The input:
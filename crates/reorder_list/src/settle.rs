//! Release settle animation
//!
//! After the pointer lets go the hover element springs from where it was
//! dropped to the placeholder slot. The spring coming to rest is what
//! commits the reorder.

use reorder_animation::{Spring, SpringConfig};

/// Animates the hover element into its final slot
#[derive(Debug, Clone)]
pub struct SettleAnimator {
    spring: Spring,
    /// Start requested but held back
    deferred: Option<f32>,
}

impl SettleAnimator {
    pub fn new(config: SpringConfig) -> Self {
        Self {
            spring: Spring::new(config, 0.0),
            deferred: None,
        }
    }

    pub fn set_config(&mut self, config: SpringConfig) {
        self.spring.set_config(config);
    }

    /// Queue a settle from `from`; it starts on the next [`resume`](Self::resume)
    pub fn defer(&mut self, from: f32) {
        self.deferred = Some(from);
    }

    pub fn is_deferred(&self) -> bool {
        self.deferred.is_some()
    }

    /// Start a deferred settle toward `target`
    pub fn resume(&mut self, target: f32) -> bool {
        match self.deferred.take() {
            Some(from) => {
                self.start(from, target);
                true
            }
            None => false,
        }
    }

    /// Seed the spring at `from` at rest and start it toward `target`
    pub fn start(&mut self, from: f32, target: f32) {
        self.deferred = None;
        self.spring.restart(from, 0.0, target);
    }

    /// Follow a moving target without restarting
    pub fn retarget(&mut self, target: f32) {
        if self.spring.is_running() && self.spring.target() != target {
            self.spring.set_target(target);
        }
    }

    /// Advance by `dt` seconds; returns true on the frame it comes to rest
    pub fn step(&mut self, dt: f32) -> bool {
        if !self.spring.is_running() {
            return false;
        }
        if self.spring.step(dt) {
            self.spring.stop();
            return true;
        }
        false
    }

    pub fn is_running(&self) -> bool {
        self.spring.is_running()
    }

    pub fn value(&self) -> f32 {
        self.spring.value()
    }

    /// Stop and forget any deferred start
    pub fn reset(&mut self) {
        self.deferred = None;
        self.spring.stop();
    }
}
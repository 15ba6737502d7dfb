//! Sectioned data and its flattened form
//!
//! The list renders section headers and items as one interleaved sequence:
//! each section contributes its header followed by its items. The flattened
//! sequence is the single source of truth for index ↔ key mapping.

use rustc_hash::FxHashSet;

use crate::registry::CellKey;

/// One section of caller data: a header and the items under it
#[derive(Debug, Clone, PartialEq)]
pub struct Section<K, T> {
    pub header: K,
    pub data: Vec<T>,
}

impl<K, T> Section<K, T> {
    pub fn new(header: K, data: Vec<T>) -> Self {
        Self { header, data }
    }
}

/// One row of the flattened sequence
#[derive(Debug, Clone, PartialEq)]
pub enum Row<K, T> {
    Header(K),
    Item(T),
}

impl<K, T> Row<K, T> {
    pub fn as_item(&self) -> Option<&T> {
        match self {
            Row::Item(item) => Some(item),
            Row::Header(_) => None,
        }
    }
}

/// Headers and items interleaved in display order
#[derive(Debug, Clone, PartialEq)]
pub struct FlatSequence<K, T> {
    rows: Vec<Row<K, T>>,
}

impl<K, T> Default for FlatSequence<K, T> {
    fn default() -> Self {
        Self { rows: Vec::new() }
    }
}

impl<K: Clone, T: Clone> FlatSequence<K, T> {
    /// Flatten `sections` into header, items, header, items, ...
    pub fn flatten(sections: &[Section<K, T>]) -> Self {
        let len = sections.iter().map(|s| s.data.len() + 1).sum();
        let mut rows = Vec::with_capacity(len);
        for section in sections {
            rows.push(Row::Header(section.header.clone()));
            rows.extend(section.data.iter().cloned().map(Row::Item));
        }
        Self { rows }
    }
}

impl<K, T> FlatSequence<K, T> {
    pub fn from_rows(rows: Vec<Row<K, T>>) -> Self {
        Self { rows }
    }

    pub fn len(&self) -> usize {
        self.rows.len()
    }

    pub fn is_empty(&self) -> bool {
        self.rows.is_empty()
    }

    pub fn get(&self, index: usize) -> Option<&Row<K, T>> {
        self.rows.get(index)
    }

    pub fn iter(&self) -> std::slice::Iter<'_, Row<K, T>> {
        self.rows.iter()
    }

    pub fn as_slice(&self) -> &[Row<K, T>] {
        &self.rows
    }

    /// Remove the row at `from` and reinsert it at `to`
    ///
    /// Standard splice semantics: `to` is the row's index after the move.
    /// Out-of-range indices leave the sequence untouched and return false.
    pub fn move_row(&mut self, from: usize, to: usize) -> bool {
        if from >= self.rows.len() || to >= self.rows.len() {
            return false;
        }
        if from != to {
            let row = self.rows.remove(from);
            self.rows.insert(to, row);
        }
        true
    }
}

impl<'a, K, T> IntoIterator for &'a FlatSequence<K, T> {
    type Item = &'a Row<K, T>;
    type IntoIter = std::slice::Iter<'a, Row<K, T>>;

    fn into_iter(self) -> Self::IntoIter {
        self.rows.iter()
    }
}

/// Detect a structural change between two versions of sectioned data
///
/// Returns true when the section count differs or the two key sets differ.
/// Order and multiplicity are ignored: a pure reorder is not structural.
pub fn keys_changed<K, T, F>(old: &[Section<K, T>], new: &[Section<K, T>], key_fn: F) -> bool
where
    K: Clone,
    T: Clone,
    F: Fn(&Row<K, T>, usize) -> CellKey,
{
    if old.len() != new.len() {
        return true;
    }

    let collect = |sections: &[Section<K, T>]| -> FxHashSet<CellKey> {
        FlatSequence::flatten(sections)
            .iter()
            .enumerate()
            .map(|(i, row)| key_fn(row, i))
            .collect()
    };

    collect(old) != collect(new)
}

What to produce:
Repeat all the lines above, keeping them exactly as they are.

Result of the exercise:
filename crates/reorder_list/src/settle.rs
//! Release settle animation
//!
//! After the pointer lets go the hover element springs from where it was
//! dropped to the placeholder slot. The spring coming to rest is what
//! commits the reorder.

use reorder_animation::{Spring, SpringConfig};

/// Animates the hover element into its final slot
#[derive(Debug, Clone)]
pub struct SettleAnimator {
    spring: Spring,
    /// Start requested but held back
    deferred: Option<f32>,
}

impl SettleAnimator {
    pub fn new(config: SpringConfig) -> Self {
        Self {
            spring: Spring::new(config, 0.0),
            deferred: None,
        }
    }

    pub fn set_config(&mut self, config: SpringConfig) {
        self.spring.set_config(config);
    }

    /// Queue a settle from `from`; it starts on the next [`resume`](Self::resume)
    pub fn defer(&mut self, from: f32) {
        self.deferred = Some(from);
    }

    pub fn is_deferred(&self) -> bool {
        self.deferred.is_some()
    }

    /// Start a deferred settle toward `target`
    pub fn resume(&mut self, target: f32) -> bool {
        match self.deferred.take() {
            Some(from) => {
                self.start(from, target);
                true
            }
            None => false,
        }
    }

    /// Seed the spring at `from` at rest and start it toward `target`
    pub fn start(&mut self, from: f32, target: f32) {
        self.deferred = None;
        self.spring.restart(from, 0.0, target);
    }

    /// Follow a moving target without restarting
    pub fn retarget(&mut self, target: f32) {
        if self.spring.is_running() && self.spring.target() != target {
            self.spring.set_target(target);
        }
    }

    /// Advance by `dt` seconds; returns true on the frame it comes to rest
    pub fn step(&mut self, dt: f32) -> bool {
        if !self.spring.is_running() {
            return false;
        }
        if self.spring.step(dt) {
            self.spring.stop();
            return true;
        }
        false
    }

    pub fn is_running(&self) -> bool {
        self.spring.is_running()
    }

    pub fn value(&self) -> f32 {
        self.spring.value()
    }

    /// Stop and forget any deferred start
    pub fn reset(&mut self) {
        self.deferred = None;
        self.spring.stop();
    }
}
repository 15ba6737502d7dfb
//! Sectioned data and its flattened form
//!
//! The list renders section headers and items as one interleaved sequence:
//! each section contributes its header followed by its items. The flattened
//! sequence is the single source of truth for index ↔ key mapping.

use rustc_hash::FxHashSet;

use crate::registry::CellKey;

/// One section of caller data: a header and the items under it
#[derive(Debug, Clone, PartialEq)]
pub struct Section<K, T> {
    pub header: K,
    pub data: Vec<T>,
}

impl<K, T> Section<K, T> {
    pub fn new(header: K, data: Vec<T>) -> Self {
        Self { header, data }
    }
}

/// One row of the flattened sequence
#[derive(Debug, Clone, PartialEq)]
pub enum Row<K, T> {
    Header(K),
    Item(T),
}

impl<K, T> Row<K, T> {
    pub fn as_item(&self) -> Option<&T> {
        match self {
            Row::Item(item) => Some(item),
            Row::Header(_) => None,
        }
    }
}

/// Headers and items interleaved in display order
#[derive(Debug, Clone, PartialEq)]
pub struct FlatSequence<K, T> {
    rows: Vec<Row<K, T>>,
}

impl<K, T> Default for FlatSequence<K, T> {
    fn default() -> Self {
        Self { rows: Vec::new() }
    }
}

impl<K: Clone, T: Clone> FlatSequence<K, T> {
    /// Flatten `sections` into header, items, header, items, ...
    pub fn flatten(sections: &[Section<K, T>]) -> Self {
        let len = sections.iter().map(|s| s.data.len() + 1).sum();
        let mut rows = Vec::with_capacity(len);
        for section in sections {
            rows.push(Row::Header(section.header.clone()));
            rows.extend(section.data.iter().cloned().map(Row::Item));
        }
        Self { rows }
    }
}

impl<K, T> FlatSequence<K, T> {
    pub fn from_rows(rows: Vec<Row<K, T>>) -> Self {
        Self { rows }
    }

    pub fn len(&self) -> usize {
        self.rows.len()
    }

    pub fn is_empty(&self) -> bool {
        self.rows.is_empty()
    }

    pub fn get(&self, index: usize) -> Option<&Row<K, T>> {
        self.rows.get(index)
    }

    pub fn iter(&self) -> std::slice::Iter<'_, Row<K, T>> {
        self.rows.iter()
    }

    pub fn as_slice(&self) -> &[Row<K, T>] {
        &self.rows
    }

    /// Remove the row at `from` and reinsert it at `to`
    ///
    /// Standard splice semantics: `to` is the row's index after the move.
    /// Out-of-range indices leave the sequence untouched and return false.
    pub fn move_row(&mut self, from: usize, to: usize) -> bool {
        if from >= self.rows.len() || to >= self.rows.len() {
            return false;
        }
        if from != to {
            let row = self.rows.remove(from);
            self.rows.insert(to, row);
        }
        true
    }
}

impl<'a, K, T> IntoIterator for &'a FlatSequence<K, T> {
    type Item = &'a Row<K, T>;
    type IntoIter = std::slice::Iter<'a, Row<K, T>>;

    fn into_iter(self) -> Self::IntoIter {
        self.rows.iter()
    }
}

/// Detect a structural change between two versions of sectioned data
///
/// Returns true when the section count differs or the two key sets differ.
/// Order and multiplicity are ignored: a pure reorder is not structural.
pub fn keys_changed<K, T, F>(old: &[Section<K, T>], new: &[Section<K, T>], key_fn: F) -> bool
where
    K: Clone,
    T: Clone,
    F: Fn(&Row<K, T>, usize) -> CellKey,
{
    if old.len() != new.len() {
        return true;
    }

    let collect = |sections: &[Section<K, T>]| -> FxHashSet<CellKey> {
        FlatSequence::flatten(sections)
            .iter()
            .enumerate()
            .map(|(i, row)| key_fn(row, i))
            .collect()
    };

    collect(old) != collect(new)
}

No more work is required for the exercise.